De son côté, une semaine après sa capture par les soldats américains, Nicolas Maduro a assuré «aller bien», depuis sa prison de New York. «Nous sommes des combattants», a déclaré le président vénézuélien déchu depuis le centre de détention de Brooklyn, selon son fils dans une vidéo publiée samedi soir par le parti au pouvoir au Venezuela.

Accusés notamment de trafic de drogue, Nicolas Maduro et la Première dame Cilia Flores, qui ont plaidé non-coupable lors de leur présentation lundi devant la justice américaine, sont incarcérés depuis aux Etats-Unis avant une prochaine audience le 17 mars.

Lassitude

Dans le même temps, un petit millier de sympathisants ont défilé samedi dans les rues de Caracas, scandant «Maduro et Cilia sont notre famille , avec des pancartes proclamant «Nous voulons leur retour».

Les appels à manifester en soutien au dirigeant socialiste déchu sont quotidiens depuis l’opération militaire américaine du 3 janvier. La mobilisation était moindre samedi, où aucune figure du Parti au pouvoir, le PSUV, n’était présente pour haranguer les foules.
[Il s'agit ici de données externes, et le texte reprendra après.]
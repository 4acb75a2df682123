//! SMS delivery
//!
//! The notifier validates the destination, calls the gateway and always
//! resolves to a [`SmsReceipt`] whose message is appended verbatim to the
//! USSD response.

mod twilio;

pub use twilio::{TwilioConfig, TwilioGateway};

use async_trait::async_trait;
use regex::Regex;
use std::sync::{Arc, OnceLock};
use std::time::Duration;
use thiserror::Error;
use tokio::time::timeout;

/// Twilio: 'To' number is not a valid phone number
pub const CODE_INVALID_NUMBER: u32 = 21211;
/// Twilio: permission to send to this region is not enabled
pub const CODE_REGION_NOT_PERMITTED: u32 = 21408;
/// Twilio: recipient replied STOP / blocked the sender
pub const CODE_UNSUBSCRIBED: u32 = 21610;
/// Twilio: 'To' number is not SMS-capable
pub const CODE_NOT_MOBILE: u32 = 21614;

/// Error returned by an SMS provider
#[derive(Debug, Error)]
#[error("{message}")]
pub struct SmsError {
    /// Provider error code, when the provider returned one
    pub code: Option<u32>,
    pub message: String,
}

impl SmsError {
    pub fn new(code: Option<u32>, message: impl Into<String>) -> Self {
        Self {
            code,
            message: message.into(),
        }
    }

    pub fn transport(message: impl Into<String>) -> Self {
        Self::new(None, message)
    }
}

/// SMS provider boundary
#[async_trait]
pub trait SmsGateway: Send + Sync {
    /// Send `body` from `from` to `to`, returning the provider message id
    async fn send(&self, to: &str, from: &str, body: &str) -> Result<String, SmsError>;
}

/// Result of an SMS attempt, as shown to the user
#[derive(Debug, Clone, PartialEq, Eq)]
pub enum SmsReceipt {
    Sent { message_id: String },
    /// Blank destination or body
    MissingContent,
    /// Destination does not look like an E.164 number
    InvalidNumber,
    /// No credentials configured
    Unavailable,
    /// Provider refused with a known code
    Rejected { code: u32 },
    /// Anything else, with the provider's raw text
    Failed { detail: String },
}

impl SmsReceipt {
    pub fn is_sent(&self) -> bool {
        matches!(self, SmsReceipt::Sent { .. })
    }

    /// Message appended to the USSD response
    pub fn message(&self) -> String {
        match self {
            SmsReceipt::Sent { .. } => "Enviámos uma cópia por SMS.".to_string(),
            SmsReceipt::MissingContent => {
                "SMS não enviado: número ou mensagem em falta.".to_string()
            }
            SmsReceipt::InvalidNumber => {
                "SMS não enviado: número de telefone inválido.".to_string()
            }
            SmsReceipt::Unavailable => "Serviço de SMS indisponível.".to_string(),
            SmsReceipt::Rejected { code } => rejection_message(*code).to_string(),
            SmsReceipt::Failed { detail } => format!("Falha ao enviar SMS: {detail}"),
        }
    }
}

fn rejection_message(code: u32) -> &'static str {
    match code {
        CODE_INVALID_NUMBER => "Falha no SMS: o número de destino é inválido.",
        CODE_UNSUBSCRIBED => {
            "Falha no SMS: o destinatário bloqueou ou cancelou a receção de mensagens."
        }
        CODE_REGION_NOT_PERMITTED => "Falha no SMS: envio não permitido para esta região.",
        CODE_NOT_MOBILE => "Falha no SMS: o número não pode receber mensagens.",
        _ => "Falha ao enviar SMS.",
    }
}

fn is_known_code(code: u32) -> bool {
    matches!(
        code,
        CODE_INVALID_NUMBER | CODE_UNSUBSCRIBED | CODE_REGION_NOT_PERMITTED | CODE_NOT_MOBILE
    )
}

/// E.164-like: optional `+`, first digit 1-9, 7 to 15 digits in total.
/// Shorter strings are local or service codes, never SMS destinations.
pub fn is_valid_phone_number(to: &str) -> bool {
    static PATTERN: OnceLock<Regex> = OnceLock::new();
    PATTERN
        .get_or_init(|| Regex::new(r"^\+?[1-9]\d{6,14}$").expect("static regex"))
        .is_match(to)
}

/// Adapter around the optional SMS gateway
#[derive(Clone)]
pub struct SmsNotifier {
    gateway: Option<Arc<dyn SmsGateway>>,
    sender: String,
    timeout: Duration,
}

impl SmsNotifier {
    pub fn new(
        gateway: Option<Arc<dyn SmsGateway>>,
        sender: impl Into<String>,
        timeout: Duration,
    ) -> Self {
        Self {
            gateway,
            sender: sender.into(),
            timeout,
        }
    }

    pub fn is_available(&self) -> bool {
        self.gateway.is_some()
    }

    pub async fn send_sms(&self, to: &str, body: &str) -> SmsReceipt {
        let to = to.trim();
        if to.is_empty() || body.trim().is_empty() {
            return SmsReceipt::MissingContent;
        }
        if !is_valid_phone_number(to) {
            tracing::warn!(to = %to, "Refusing SMS to malformed number");
            return SmsReceipt::InvalidNumber;
        }

        let Some(gateway) = &self.gateway else {
            tracing::warn!("SMS requested but gateway is not configured");
            return SmsReceipt::Unavailable;
        };

        let start = std::time::Instant::now();
        let result = timeout(self.timeout, gateway.send(to, &self.sender, body)).await;
        let duration_ms = start.elapsed().as_millis();

        match result {
            Ok(Ok(message_id)) => {
                tracing::info!(to = %to, message_id = %message_id, duration_ms = %duration_ms, "SMS sent");
                SmsReceipt::Sent { message_id }
            }
            Ok(Err(e)) => {
                tracing::error!(to = %to, code = ?e.code, error = %e.message, duration_ms = %duration_ms, "SMS failed");
                match e.code {
                    Some(code) if is_known_code(code) => SmsReceipt::Rejected { code },
                    _ => SmsReceipt::Failed { detail: e.message },
                }
            }
            Err(_) => {
                tracing::error!(to = %to, duration_ms = %duration_ms, "SMS timed out");
                SmsReceipt::Failed {
                    detail: "tempo limite excedido".to_string(),
                }
            }
        }
    }
}

#[cfg(test)]
mod proptests;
Peut-être aussi par lassitude de ces rassemblements quotidiens.

La manifestation coïncidait également avec l’anniversaire de l’investiture de Maduro pour un troisième mandat, à l’issue des élections de 2024 dénoncées par l’opposition comme frauduleuses.

La télévision publique a diffusé une visite de la présidente par intérim Delcy Rodriguez à une foire agricole à Petare, un quartier emblématique de Caracas où s’est également tenue une petite manifestation en faveur de Maduro. «Nous n’allons pas nous reposer une seule minute tant que nous n’aurons pas récupéré le président», a lancé Rodriguez. «Nous allons le sauver, bien sûr que oui».

Dans la foulée de la chute surprise de Maduro, l’ancienne vice-présidente Delcy Rodriguez a été investie présidente par intérim, et négocie sur plusieurs fronts avec Washington, qui souhaite notamment profiter des immenses réserves de pétrole vénézuéliennes. Son gouvernement a «décidé d’entamer un processus exploratoire» en vue de rétablir les relations diplomatiques avec les Etats-Unis, rompues depuis 2019.

Après une visite de diplomates américains à Caracas vendredi, «l’administration Trump reste en contact étroit avec les autorités intérimaires», souligné samedi un responsable du département d’Etat.

Donald Trump a affirmé avoir «annulé» une nouvelle attaque américaine sur le Venezuela du fait de la «coopération» de Caracas, et Washington entend «dicter» toutes ses décisions. La nouvelle présidente par intérim a de son côté martelé que son pays n’est ni «subordonné, ni soumis» à Washington.